EXERCISE MATERIAL START
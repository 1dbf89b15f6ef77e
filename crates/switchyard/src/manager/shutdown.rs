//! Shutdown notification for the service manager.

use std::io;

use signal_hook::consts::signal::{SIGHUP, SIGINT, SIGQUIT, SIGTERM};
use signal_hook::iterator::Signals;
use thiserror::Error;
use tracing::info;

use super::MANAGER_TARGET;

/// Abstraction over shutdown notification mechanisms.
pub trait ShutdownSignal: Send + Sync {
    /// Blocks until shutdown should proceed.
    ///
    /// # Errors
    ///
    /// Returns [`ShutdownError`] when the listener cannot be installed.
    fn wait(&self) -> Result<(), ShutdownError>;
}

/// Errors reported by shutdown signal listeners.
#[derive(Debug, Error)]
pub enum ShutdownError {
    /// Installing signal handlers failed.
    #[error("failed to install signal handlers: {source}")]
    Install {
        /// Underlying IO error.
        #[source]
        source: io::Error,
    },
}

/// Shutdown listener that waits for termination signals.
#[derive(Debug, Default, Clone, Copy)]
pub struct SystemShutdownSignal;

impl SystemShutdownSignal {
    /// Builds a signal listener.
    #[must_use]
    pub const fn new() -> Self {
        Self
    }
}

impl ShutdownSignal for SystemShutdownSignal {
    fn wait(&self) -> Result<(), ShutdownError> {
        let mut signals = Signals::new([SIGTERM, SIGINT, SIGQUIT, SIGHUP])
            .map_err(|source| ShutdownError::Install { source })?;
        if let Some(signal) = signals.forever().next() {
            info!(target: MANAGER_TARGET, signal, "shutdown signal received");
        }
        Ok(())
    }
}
EXERCISE MATERIAL END
EXERCISE MATERIAL START
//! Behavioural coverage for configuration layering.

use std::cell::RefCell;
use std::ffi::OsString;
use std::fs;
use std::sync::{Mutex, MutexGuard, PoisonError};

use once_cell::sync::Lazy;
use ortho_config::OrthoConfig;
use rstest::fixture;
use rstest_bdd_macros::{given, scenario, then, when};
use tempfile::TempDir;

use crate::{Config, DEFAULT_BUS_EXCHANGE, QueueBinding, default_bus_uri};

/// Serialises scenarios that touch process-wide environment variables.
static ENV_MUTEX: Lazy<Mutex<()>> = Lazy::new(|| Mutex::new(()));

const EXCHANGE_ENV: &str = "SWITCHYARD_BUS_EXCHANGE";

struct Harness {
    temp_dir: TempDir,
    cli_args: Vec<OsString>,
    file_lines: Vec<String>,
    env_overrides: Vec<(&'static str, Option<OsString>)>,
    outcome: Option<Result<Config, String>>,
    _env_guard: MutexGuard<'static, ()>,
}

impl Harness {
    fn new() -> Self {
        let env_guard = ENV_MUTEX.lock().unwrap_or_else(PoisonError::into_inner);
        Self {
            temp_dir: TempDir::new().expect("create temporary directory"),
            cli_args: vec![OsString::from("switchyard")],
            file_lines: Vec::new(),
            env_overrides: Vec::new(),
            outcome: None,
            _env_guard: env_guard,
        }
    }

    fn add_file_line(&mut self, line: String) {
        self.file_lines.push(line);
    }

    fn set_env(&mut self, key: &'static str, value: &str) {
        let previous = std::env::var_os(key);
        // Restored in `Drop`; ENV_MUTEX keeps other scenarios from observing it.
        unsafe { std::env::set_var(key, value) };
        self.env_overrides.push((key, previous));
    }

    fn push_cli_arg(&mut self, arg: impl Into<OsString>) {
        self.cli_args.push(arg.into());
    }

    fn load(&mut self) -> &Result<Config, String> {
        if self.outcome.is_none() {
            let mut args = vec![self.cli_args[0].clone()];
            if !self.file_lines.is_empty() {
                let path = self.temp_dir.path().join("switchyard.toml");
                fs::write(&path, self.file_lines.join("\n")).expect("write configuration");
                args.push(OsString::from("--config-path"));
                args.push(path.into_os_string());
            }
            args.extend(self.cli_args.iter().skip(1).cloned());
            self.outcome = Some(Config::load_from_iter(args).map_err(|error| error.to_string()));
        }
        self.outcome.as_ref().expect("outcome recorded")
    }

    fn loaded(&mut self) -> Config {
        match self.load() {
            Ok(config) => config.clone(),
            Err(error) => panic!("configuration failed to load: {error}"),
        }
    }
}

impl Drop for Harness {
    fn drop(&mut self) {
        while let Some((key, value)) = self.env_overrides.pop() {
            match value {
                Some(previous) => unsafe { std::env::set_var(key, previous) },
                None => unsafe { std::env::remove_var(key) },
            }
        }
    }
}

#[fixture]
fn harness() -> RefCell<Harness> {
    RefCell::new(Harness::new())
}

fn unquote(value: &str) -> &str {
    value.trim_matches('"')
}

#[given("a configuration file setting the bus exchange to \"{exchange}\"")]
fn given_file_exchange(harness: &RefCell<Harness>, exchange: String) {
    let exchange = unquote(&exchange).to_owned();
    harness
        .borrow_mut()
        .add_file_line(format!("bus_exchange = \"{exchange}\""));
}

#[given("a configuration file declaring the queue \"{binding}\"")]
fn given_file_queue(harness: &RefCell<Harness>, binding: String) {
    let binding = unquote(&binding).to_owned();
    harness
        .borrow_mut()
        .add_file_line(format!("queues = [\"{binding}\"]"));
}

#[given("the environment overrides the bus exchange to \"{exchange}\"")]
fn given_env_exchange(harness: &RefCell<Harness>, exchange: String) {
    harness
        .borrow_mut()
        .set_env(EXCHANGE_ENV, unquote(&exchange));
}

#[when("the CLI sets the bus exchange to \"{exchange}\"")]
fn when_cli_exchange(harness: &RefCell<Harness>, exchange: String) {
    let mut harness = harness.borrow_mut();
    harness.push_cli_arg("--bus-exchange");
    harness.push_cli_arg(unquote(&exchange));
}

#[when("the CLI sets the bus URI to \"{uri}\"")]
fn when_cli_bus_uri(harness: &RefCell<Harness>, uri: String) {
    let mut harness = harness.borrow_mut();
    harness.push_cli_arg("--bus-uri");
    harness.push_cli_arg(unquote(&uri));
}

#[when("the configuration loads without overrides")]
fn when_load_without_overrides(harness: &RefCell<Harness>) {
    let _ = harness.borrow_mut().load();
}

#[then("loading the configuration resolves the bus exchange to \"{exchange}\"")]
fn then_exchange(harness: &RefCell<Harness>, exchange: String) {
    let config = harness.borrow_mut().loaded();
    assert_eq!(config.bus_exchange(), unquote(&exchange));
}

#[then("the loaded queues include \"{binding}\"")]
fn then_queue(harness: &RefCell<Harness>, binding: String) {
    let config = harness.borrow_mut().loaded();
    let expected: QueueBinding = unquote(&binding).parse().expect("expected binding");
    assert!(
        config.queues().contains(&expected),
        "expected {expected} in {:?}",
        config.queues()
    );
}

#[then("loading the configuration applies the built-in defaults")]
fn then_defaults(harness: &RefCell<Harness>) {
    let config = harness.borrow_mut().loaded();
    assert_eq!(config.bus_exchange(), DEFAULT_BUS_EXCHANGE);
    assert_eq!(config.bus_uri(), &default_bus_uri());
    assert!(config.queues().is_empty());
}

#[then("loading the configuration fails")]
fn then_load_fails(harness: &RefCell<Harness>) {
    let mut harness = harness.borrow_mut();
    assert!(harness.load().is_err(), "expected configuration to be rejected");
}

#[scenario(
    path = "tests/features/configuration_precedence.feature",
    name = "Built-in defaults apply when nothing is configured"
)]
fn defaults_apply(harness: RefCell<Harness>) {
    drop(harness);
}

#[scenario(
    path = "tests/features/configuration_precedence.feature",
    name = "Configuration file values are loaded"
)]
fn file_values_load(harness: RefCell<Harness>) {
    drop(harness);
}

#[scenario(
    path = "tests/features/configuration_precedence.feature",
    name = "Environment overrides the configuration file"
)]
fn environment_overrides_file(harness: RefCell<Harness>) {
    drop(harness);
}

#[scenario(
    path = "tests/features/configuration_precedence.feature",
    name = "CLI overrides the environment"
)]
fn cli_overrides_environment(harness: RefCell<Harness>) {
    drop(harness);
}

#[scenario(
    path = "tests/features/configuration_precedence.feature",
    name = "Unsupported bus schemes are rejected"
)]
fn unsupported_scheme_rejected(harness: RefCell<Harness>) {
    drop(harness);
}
EXERCISE MATERIAL END
> EXERCISE BRIEF
Using the records above, copy word for word the line with "repository 1dbf89b15f6ef77e", the line with "#[derive(Debug, Error)]", and every line between them.

> RESULT FOR THIS EXERCISE
repository 1dbf89b15f6ef77e
filename crates/switchyard/src/manager/shutdown.rs
//! Shutdown notification for the service manager.

use std::io;

use signal_hook::consts::signal::{SIGHUP, SIGINT, SIGQUIT, SIGTERM};
use signal_hook::iterator::Signals;
use thiserror::Error;
use tracing::info;

use super::MANAGER_TARGET;

/// Abstraction over shutdown notification mechanisms.
pub trait ShutdownSignal: Send + Sync {
    /// Blocks until shutdown should proceed.
    ///
    /// # Errors
    ///
    /// Returns [`ShutdownError`] when the listener cannot be installed.
    fn wait(&self) -> Result<(), ShutdownError>;
}

/// Errors reported by shutdown signal listeners.
#[derive(Debug, Error)]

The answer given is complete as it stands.